The World Organization for Early Childhood Education, or OMEP, has been fighting for the youngest children—those who cannot vote, cannot advocate for themselves, and are statistically most likely to be left behind by systems built around the already comfortable—for six decades. This work rarely makes headlines. This year marks the 60th anniversary of the Argentine chapter. It’s not exactly a time to celebrate. It’s a time of reckoning.
The debate surrounding the Milei government’s Education Freedom Bill extends far beyond curriculum design and school funding. In reality, the question of whether education is something that the state owes every child or something that families must find, assess, and obtain for themselves is being discussed, though few are doing so in an open manner. They are not interchangeable. In terms of lived experience, there is a huge gap between them. A child born in Palermo is not navigating the same “choices” as a child born in a low-income Conurbano Bonaerense neighborhood. Being neutral does not mean acting otherwise. It’s a decision masquerading as one.
On this, international frameworks have been remarkably clear. Early childhood education must be a guaranteed right, not a product of the market, according to the Tashkent Declaration, which was adopted in 2022 under UNESCO leadership, and the more general commitments linked to SDGs 4.2 and 4.7. OMEP has been a part of those discussions, continuously advocating for equity-centered strategies, especially in societies characterized by concentrated poverty and territorial inequality. Notably, Argentina ratified those pledges. Whether the current government views itself as bound by them is still up for debate.

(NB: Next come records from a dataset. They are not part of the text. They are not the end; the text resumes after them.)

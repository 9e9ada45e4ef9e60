use std::collections::HashMap;

use serde::{Deserialize, Serialize};

/// A top-level unit of work submitted by a human.
///
/// Immutable except through events; terminated when every story reaches a
/// terminal state.
#[derive(Debug, Clone, Serialize, Deserialize)]
pub struct Task {
    pub id: String,
    pub description: String,
    pub repositories: Vec<Repository>,
    /// Derived list of epic ids, in submission order.
    #[serde(default)]
    pub epic_ids: Vec<String>,
    #[serde(default)]
    pub environment: EnvironmentConfig,
}

impl Task {
    pub fn repository(&self, name: &str) -> Option<&Repository> {
        self.repositories.iter().find(|r| r.name == name)
    }
}

/// A git repository owned by a task for the task's lifetime.
#[derive(Debug, Clone, Serialize, Deserialize)]
pub struct Repository {
    pub name: String,
    pub clone_url: String,
    pub default_branch: String,
}

/// Per-repository build and verification commands.
///
/// All commands are optional; absent commands skip the corresponding check.
#[derive(Debug, Clone, Default, PartialEq, Serialize, Deserialize)]
pub struct RepoCommands {
    #[serde(default, skip_serializing_if = "Option::is_none")]
    pub typecheck_cmd: Option<String>,
    #[serde(default, skip_serializing_if = "Option::is_none")]
    pub test_cmd: Option<String>,
    #[serde(default, skip_serializing_if = "Option::is_none")]
    pub lint_cmd: Option<String>,
    #[serde(default, skip_serializing_if = "Option::is_none")]
    pub build_cmd: Option<String>,
    #[serde(default, skip_serializing_if = "Option::is_none")]
    pub rebuild_cmd: Option<String>,
    #[serde(default, skip_serializing_if = "Option::is_none")]
    pub install_cmd: Option<String>,
}

impl RepoCommands {
    /// Whether the rebuild command does real work.
    ///
    /// An `echo ...` rebuild command signals hot module reload and is skipped.
    pub fn has_nontrivial_rebuild(&self) -> bool {
        match &self.rebuild_cmd {
            Some(cmd) => {
                let trimmed = cmd.trim();
                !trimmed.is_empty() && !trimmed.starts_with("echo ") && trimmed != "echo"
            }
            None => false,
        }
    }
}

/// Environment configuration for a task, keyed by repository name.
#[derive(Debug, Clone, Default, PartialEq, Serialize, Deserialize)]
pub struct EnvironmentConfig {
    #[serde(default)]
    pub repos: HashMap<String, RepoCommands>,
}

impl EnvironmentConfig {
    pub fn commands_for(&self, repo_name: &str) -> RepoCommands {
        self.repos.get(repo_name).cloned().unwrap_or_default()
    }
}
//! Marker parsing from agent stdout.
//!
//! Agents report outcomes through conventional markers; the orchestrator
//! treats them as hints, with git as the final authority. Matching is
//! markdown-insensitive: bold, headers, list bullets and backticks are
//! stripped before comparison, and the emoji prefixes are optional.

use std::sync::LazyLock;

use regex::Regex;
use serde::Deserialize;

use crate::model::RejectReason;
use crate::util::extract_json_object;

static COMMIT_SHA_RE: LazyLock<Regex> = LazyLock::new(|| {
    Regex::new(r"(?i)commit sha:\s*`?([0-9a-f]{40})`?").expect("commit sha pattern compiles")
});

static FAILED_LINE_RE: LazyLock<Regex> =
    LazyLock::new(|| Regex::new(r"(?m)^\s*❌?\s*FAILED\b").expect("failed pattern compiles"));

static UNRESOLVABLE_RE: LazyLock<Regex> = LazyLock::new(|| {
    Regex::new(r"CONFLICT_UNRESOLVABLE:?\s*(.*)").expect("unresolvable pattern compiles")
});

/// Strip markdown decoration so markers match regardless of formatting.
pub fn strip_markdown(text: &str) -> String {
    let mut out = String::with_capacity(text.len());
    for line in text.lines() {
        let mut line = line.trim_start();
        // Header and blockquote prefixes
        while let Some(rest) = line
            .strip_prefix('#')
            .or_else(|| line.strip_prefix('>'))
        {
            line = rest.trim_start();
        }
        // List bullets
        if let Some(rest) = line
            .strip_prefix("- ")
            .or_else(|| line.strip_prefix("* "))
            .or_else(|| line.strip_prefix("+ "))
        {
            line = rest;
        }
        let cleaned = line.replace("**", "").replace("__", "").replace('`', "");
        out.push_str(&cleaned);
        out.push('\n');
    }
    out
}

/// Developer completion marker: `✅ DEVELOPER_FINISHED_SUCCESSFULLY` or
/// `✅ FINISHED_SUCCESSFULLY`.
pub fn developer_finished(output: &str) -> bool {
    let stripped = strip_markdown(output);
    stripped.contains("DEVELOPER_FINISHED_SUCCESSFULLY") || stripped.contains("FINISHED_SUCCESSFULLY")
}

/// Explicit developer failure marker: a line starting with `❌ FAILED` (or
/// bare `FAILED`). Substrings inside sentences do not count.
pub fn developer_failed(output: &str) -> bool {
    let stripped = strip_markdown(output);
    if developer_finished(&stripped) {
        return false;
    }
    FAILED_LINE_RE.is_match(&stripped)
}

/// Extract a reported commit from `📍 Commit SHA: <40-hex>`.
pub fn extract_commit_sha(output: &str) -> Option<String> {
    let stripped = strip_markdown(output);
    COMMIT_SHA_RE
        .captures(&stripped)
        .and_then(|cap| cap.get(1))
        .map(|m| m.as_str().to_lowercase())
}

/// Build-check signal markers. Present markers yield Some; an absent check
/// yields None.
#[derive(Debug, Clone, Copy, Default, PartialEq, Eq)]
pub struct BuildSignals {
    pub typecheck: Option<bool>,
    pub tests: Option<bool>,
    pub lint: Option<bool>,
    pub build: Option<bool>,
}

pub fn parse_build_signals(output: &str) -> BuildSignals {
    let stripped = strip_markdown(output);
    let signal = |passed: &str, failed: &str| -> Option<bool> {
        if stripped.contains(passed) {
            Some(true)
        } else if stripped.contains(failed) {
            Some(false)
        } else {
            None
        }
    };
    BuildSignals {
        typecheck: signal("TYPECHECK_PASSED", "TYPECHECK_FAILED"),
        tests: signal("TESTS_PASSED", "TESTS_FAILED"),
        lint: signal("LINT_PASSED", "LINT_FAILED"),
        build: signal("BUILD_PASSED", "BUILD_FAILED"),
    }
}

/// A judge verdict recovered from agent output.
#[derive(Debug, Clone, PartialEq)]
pub struct JudgeVerdict {
    pub approved: bool,
    pub score: Option<f32>,
    pub feedback: String,
    pub reject_reason: Option<RejectReason>,
}

#[derive(Debug, Deserialize)]
struct JudgeVerdictJson {
    approved: bool,
    #[serde(default)]
    score: Option<f32>,
    #[serde(default)]
    feedback: Option<String>,
    #[serde(default)]
    reject_reason: Option<String>,
}

/// Parse the judge's verdict: structured JSON first, marker fallback.
pub fn parse_judge_verdict(output: &str) -> Option<JudgeVerdict> {
    if let Some(json) = extract_json_object(output)
        && let Ok(parsed) = serde_json::from_str::<JudgeVerdictJson>(&json)
    {
        return Some(JudgeVerdict {
            approved: parsed.approved,
            score: parsed.score,
            feedback: parsed.feedback.unwrap_or_default(),
            reject_reason: parsed
                .reject_reason
                .as_deref()
                .and_then(|r| RejectReason::from_str(r).ok()),
        });
    }

    let stripped = strip_markdown(output);
    if stripped.contains("APPROVED") && !stripped.contains("REJECTED") {
        return Some(JudgeVerdict {
            approved: true,
            score: None,
            feedback: String::new(),
            reject_reason: None,
        });
    }
    if stripped.contains("REJECTED") {
        return Some(JudgeVerdict {
            approved: false,
            score: None,
            feedback: stripped.trim().to_string(),
            reject_reason: Some(RejectReason::Other),
        });
    }
    None
}

/// The conflict resolver's verdict.
#[derive(Debug, Clone, PartialEq)]
pub struct ConflictVerdict {
    pub resolved: bool,
    pub reason: Option<String>,
}

pub fn parse_conflict_verdict(output: &str) -> Option<ConflictVerdict> {
    let stripped = strip_markdown(output);
    if stripped.contains("CONFLICT_RESOLVED") {
        return Some(ConflictVerdict {
            resolved: true,
            reason: None,
        });
    }
    if let Some(cap) = UNRESOLVABLE_RE.captures(&stripped) {
        let reason = cap
            .get(1)
            .map(|m| m.as_str().trim().to_string())
            .filter(|s| !s.is_empty());
        return Some(ConflictVerdict {
            resolved: false,
            reason,
        });
    }
    None
}

#[cfg(test)]
mod tests {
    use super::*;

    #[test]
    fn test_developer_finished_plain() {
        assert!(developer_finished("✅ DEVELOPER_FINISHED_SUCCESSFULLY"));
        assert!(developer_finished("work done\nFINISHED_SUCCESSFULLY\n"));
        assert!(!developer_finished("still working on it"));
    }

    #[test]
    fn test_developer_finished_markdown_decorated() {
        assert!(developer_finished("**✅ DEVELOPER_FINISHED_SUCCESSFULLY**"));
        assert!(developer_finished("## ✅ FINISHED_SUCCESSFULLY"));
        assert!(developer_finished("- `DEVELOPER_FINISHED_SUCCESSFULLY`"));
    }

    #[test]
    fn test_developer_failed_line() {
        assert!(developer_failed("❌ FAILED"));
        assert!(developer_failed("some context\nFAILED: could not build\n"));
        assert!(developer_failed("**❌ FAILED**"));
    }

    #[test]
    fn test_developer_failed_not_in_sentence() {
        assert!(!developer_failed("the previous attempt FAILED but I fixed it"));
    }

    #[test]
    fn test_finished_beats_failed() {
        let output = "earlier step FAILED\n✅ DEVELOPER_FINISHED_SUCCESSFULLY\n";
        assert!(developer_finished(output));
        assert!(!developer_failed(output));
    }

    #[test]
    fn test_extract_commit_sha() {
        let sha = "a1b2c3d4e5f6a7b8c9d0e1f2a3b4c5d6e7f8a9b0";
        let output = format!("📍 Commit SHA: {}", sha);
        assert_eq!(extract_commit_sha(&output), Some(sha.to_string()));
    }

    #[test]
    fn test_extract_commit_sha_markdown_and_case() {
        let sha = "A1B2C3D4E5F6A7B8C9D0E1F2A3B4C5D6E7F8A9B0";
        let output = format!("**Commit SHA:** `{}`", sha);
        assert_eq!(extract_commit_sha(&output), Some(sha.to_lowercase()));
    }

    #[test]
    fn test_extract_commit_sha_rejects_short_hash() {
        assert_eq!(extract_commit_sha("Commit SHA: abc123"), None);
    }

    #[test]
    fn test_build_signals() {
        let output = "✅ TYPECHECK_PASSED\n❌ TESTS_FAILED\n";
        let signals = parse_build_signals(output);
        assert_eq!(signals.typecheck, Some(true));
        assert_eq!(signals.tests, Some(false));
        assert_eq!(signals.lint, None);
        assert_eq!(signals.build, None);
    }

    #[test]
    fn test_judge_verdict_structured_json() {
        let output = r#"After review: {"approved": false, "score": 3.5, "feedback": "placeholder code in auth.rs", "reject_reason": "placeholder_code"}"#;
        let verdict = parse_judge_verdict(output).unwrap();
        assert!(!verdict.approved);
        assert_eq!(verdict.score, Some(3.5));
        assert_eq!(verdict.reject_reason, Some(RejectReason::PlaceholderCode));
    }

    #[test]
    fn test_judge_verdict_marker_approved() {
        let verdict = parse_judge_verdict("✅ APPROVED").unwrap();
        assert!(verdict.approved);
    }

    #[test]
    fn test_judge_verdict_marker_rejected() {
        let verdict = parse_judge_verdict("❌ REJECTED: scope creep").unwrap();
        assert!(!verdict.approved);
        assert_eq!(verdict.reject_reason, Some(RejectReason::Other));
    }

    #[test]
    fn test_judge_verdict_absent() {
        assert!(parse_judge_verdict("no verdict here").is_none());
    }

    #[test]
    fn test_conflict_verdict_resolved() {
        let verdict = parse_conflict_verdict("✅ CONFLICT_RESOLVED").unwrap();
        assert!(verdict.resolved);
        assert!(verdict.reason.is_none());
    }

    #[test]
    fn test_conflict_verdict_unresolvable_with_reason() {
        let verdict =
            parse_conflict_verdict("❌ CONFLICT_UNRESOLVABLE: incompatible schema changes")
                .unwrap();
        assert!(!verdict.resolved);
        assert_eq!(
            verdict.reason.as_deref(),
            Some("incompatible schema changes")
        );
    }

    #[test]
    fn test_conflict_verdict_absent() {
        assert!(parse_conflict_verdict("still thinking").is_none());
    }

    #[test]
    fn test_strip_markdown_preserves_content() {
        let stripped = strip_markdown("## **Header** with `code`\n- item one\n");
        assert!(stripped.contains("Header with code"));
        assert!(stripped.contains("item one"));
    }
}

The background of material suffering is what makes this moment feel heavier. Argentina’s child poverty rate has increased. Hunger in children and teenagers is not an abstract concept; it manifests itself in school attendance records, pediatric consultations, and the faces of students who arrive at class too exhausted to focus. It may take years to undo the defunding of the System for the Promotion and Protection of Children’s Rights, which was meticulously constructed through Law 26.061 and decades of institutional work. Once weakened, rights systems do not just reappear when a government shifts.

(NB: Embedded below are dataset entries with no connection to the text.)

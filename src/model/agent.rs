use chrono::{DateTime, Utc};
use serde::{Deserialize, Serialize};

/// Token counts for one agent invocation.
#[derive(Debug, Clone, Copy, Default, PartialEq, Eq, Serialize, Deserialize)]
pub struct TokenUsage {
    pub input: u64,
    pub output: u64,
}

impl TokenUsage {
    pub fn new(input: u64, output: u64) -> Self {
        Self { input, output }
    }

    pub fn add(&mut self, other: TokenUsage) {
        self.input += other.input;
        self.output += other.output;
    }

    pub fn total(&self) -> u64 {
        self.input + self.output
    }
}

/// Structured result a developer agent must return.
///
/// The commit SHA here and the git object graph are the only authorities on
/// what code was produced; everything else is a hint.
#[derive(Debug, Clone, Serialize, Deserialize)]
pub struct DeveloperOutput {
    pub success: bool,
    /// Empty when the agent did not finish cleanly.
    #[serde(default)]
    pub commit_sha: String,
    pub branch_name: String,
    #[serde(default)]
    pub files_modified: Vec<String>,
    #[serde(default)]
    pub files_created: Vec<String>,
    #[serde(default)]
    pub tools_used: Vec<String>,
    pub cost_usd: f64,
    pub tokens: TokenUsage,
    pub completed_at: DateTime<Utc>,
    pub story_id: String,
    #[serde(default, skip_serializing_if = "Option::is_none")]
    pub raw_response: Option<String>,
    #[serde(default, skip_serializing_if = "Option::is_none")]
    pub sdk_session_id: Option<String>,
}

impl DeveloperOutput {
    /// A failure record with no work attached, for error paths that still
    /// need accounting.
    pub fn failed(story_id: &str, branch_name: &str) -> Self {
        Self {
            success: false,
            commit_sha: String::new(),
            branch_name: branch_name.to_string(),
            files_modified: Vec::new(),
            files_created: Vec::new(),
            tools_used: Vec::new(),
            cost_usd: 0.0,
            tokens: TokenUsage::default(),
            completed_at: Utc::now(),
            story_id: story_id.to_string(),
            raw_response: None,
            sdk_session_id: None,
        }
    }

    pub fn has_commit(&self) -> bool {
        self.commit_sha.len() == 40 && self.commit_sha.chars().all(|c| c.is_ascii_hexdigit())
    }
}

/// Why a judge rejected a story.
#[derive(Debug, Clone, Copy, PartialEq, Eq, Serialize, Deserialize)]
#[serde(rename_all = "snake_case")]
pub enum RejectReason {
    Conflicts,
    CodeIssues,
    ScopeViolation,
    PlaceholderCode,
    MissingFiles,
    Other,
}

impl RejectReason {
    pub fn as_str(&self) -> &'static str {
        match self {
            Self::Conflicts => "conflicts",
            Self::CodeIssues => "code_issues",
            Self::ScopeViolation => "scope_violation",
            Self::PlaceholderCode => "placeholder_code",
            Self::MissingFiles => "missing_files",
            Self::Other => "other",
        }
    }

    pub fn from_str(s: &str) -> Result<Self, String> {
        match s {
            "conflicts" => Ok(Self::Conflicts),
            "code_issues" => Ok(Self::CodeIssues),
            "scope_violation" => Ok(Self::ScopeViolation),
            "placeholder_code" => Ok(Self::PlaceholderCode),
            "missing_files" => Ok(Self::MissingFiles),
            "other" => Ok(Self::Other),
            _ => Err(format!("Invalid reject reason: {}", s)),
        }
    }
}

/// Everything the judge is given: the exact commit, the branch it lives on,
/// the workspace, and the story's acceptance criteria.
#[derive(Debug, Clone, Serialize, Deserialize)]
pub struct JudgeInput {
    pub task_id: String,
    pub story_id: String,
    pub story_title: String,
    pub commit_sha: String,
    pub branch_name: String,
    pub workspace_path: String,
    #[serde(default)]
    pub acceptance_criteria: Vec<String>,
    #[serde(default)]
    pub files_modified: Vec<String>,
    #[serde(default)]
    pub files_created: Vec<String>,
    /// Build verification outcome, recorded for context; never blocks the
    /// judge from running.
    #[serde(default, skip_serializing_if = "Option::is_none")]
    pub build_check: Option<BuildCheckOutcome>,
}

/// Result of the optional pre-judge build verification.
#[derive(Debug, Clone, Default, Serialize, Deserialize)]
pub struct BuildCheckOutcome {
    pub typecheck_passed: Option<bool>,
    pub tests_passed: Option<bool>,
    pub lint_passed: Option<bool>,
    pub build_passed: Option<bool>,
}

impl BuildCheckOutcome {
    pub fn all_passed(&self) -> bool {
        [
            self.typecheck_passed,
            self.tests_passed,
            self.lint_passed,
            self.build_passed,
        ]
        .iter()
        .all(|c| c.unwrap_or(true))
    }
}

/// The judge's verdict on one commit.
#[derive(Debug, Clone, Serialize, Deserialize)]
pub struct JudgeResult {
    pub approved: bool,
    #[serde(default, skip_serializing_if = "Option::is_none")]
    pub score: Option<f32>,
    #[serde(default)]
    pub feedback: String,
    #[serde(default, skip_serializing_if = "Option::is_none")]
    pub reject_reason: Option<RejectReason>,
    pub cost_usd: f64,
    pub tokens: TokenUsage,
}

/// Per-role cost aggregation for one story.
#[derive(Debug, Clone, Copy, Default, PartialEq, Serialize, Deserialize)]
pub struct CostBreakdown {
    pub developer: f64,
    pub judge: f64,
    pub conflict_resolution: f64,
}

impl CostBreakdown {
    pub fn total(&self) -> f64 {
        self.developer + self.judge + self.conflict_resolution
    }
}

/// Per-role token aggregation for one story.
#[derive(Debug, Clone, Copy, Default, PartialEq, Eq, Serialize, Deserialize)]
pub struct UsageBreakdown {
    pub developer: TokenUsage,
    pub judge: TokenUsage,
    pub conflict_resolution: TokenUsage,
}

#[cfg(test)]
mod tests {
    use super::*;

    #[test]
    fn test_token_usage_add() {
        let mut usage = TokenUsage::new(100, 20);
        usage.add(TokenUsage::new(50, 5));
        assert_eq!(usage, TokenUsage::new(150, 25));
        assert_eq!(usage.total(), 175);
    }

    #[test]
    fn test_developer_output_has_commit() {
        let mut output = DeveloperOutput::failed("S1", "story/S1-001");
        assert!(!output.has_commit());
        output.commit_sha = "a".repeat(40);
        assert!(output.has_commit());
        output.commit_sha = "zz".repeat(20);
        assert!(!output.has_commit());
    }

    #[test]
    fn test_reject_reason_roundtrip() {
        for reason in [
            RejectReason::Conflicts,
            RejectReason::CodeIssues,
            RejectReason::ScopeViolation,
            RejectReason::PlaceholderCode,
            RejectReason::MissingFiles,
            RejectReason::Other,
        ] {
            assert_eq!(RejectReason::from_str(reason.as_str()), Ok(reason));
        }
    }

    #[test]
    fn test_build_check_all_passed_treats_absent_as_pass() {
        let check = BuildCheckOutcome {
            tests_passed: Some(true),
            ..Default::default()
        };
        assert!(check.all_passed());

        let check = BuildCheckOutcome {
            tests_passed: Some(false),
            ..Default::default()
        };
        assert!(!check.all_passed());
    }

    #[test]
    fn test_cost_breakdown_total() {
        let costs = CostBreakdown {
            developer: 1.25,
            judge: 0.5,
            conflict_resolution: 0.25,
        };
        assert!((costs.total() - 2.0).abs() < f64::EPSILON);
    }

    #[test]
    fn test_developer_output_event_payload_roundtrip() {
        let output = DeveloperOutput {
            success: true,
            commit_sha: "b".repeat(40),
            branch_name: "story/S1-001".into(),
            files_modified: vec!["src/lib.rs".into()],
            files_created: vec![],
            tools_used: vec!["edit".into()],
            cost_usd: 0.42,
            tokens: TokenUsage::new(1000, 200),
            completed_at: Utc::now(),
            story_id: "S1".into(),
            raw_response: None,
            sdk_session_id: Some("sess-1".into()),
        };
        let payload = serde_json::to_value(&output).unwrap();
        let back: DeveloperOutput = serde_json::from_value(payload).unwrap();
        assert_eq!(back.commit_sha, output.commit_sha);
        assert_eq!(back.tokens, output.tokens);
        assert_eq!(back.sdk_session_id, output.sdk_session_id);
    }
}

Observing all of this gives the impression that those who are most dedicated to the welfare of children are worn out in a specific way—not from defeat, but from repeatedly having to explain why the floor is necessary. Why there are differences between a market-driven and rights-based system. For families that are already overburdened, “freedom” without a structural guarantee is nothing at all. For 60 years, OMEP has been arguing this point. Somehow, the urgency hasn’t decreased.
The result you have been striving for for six decades is not assured. However, it does mean that you enter a battle with an unrivaled body of evidence, connections, and moral clarity. More than ever, Argentina’s children need that clarity, especially the ones that no one is currently filming or interviewing. It’s difficult not to believe that whether the nation’s remarkable educational legacy endures in the face of this specific political moment will be decided over the coming years. The solution is not certain. At the very least, that is motivation to continue.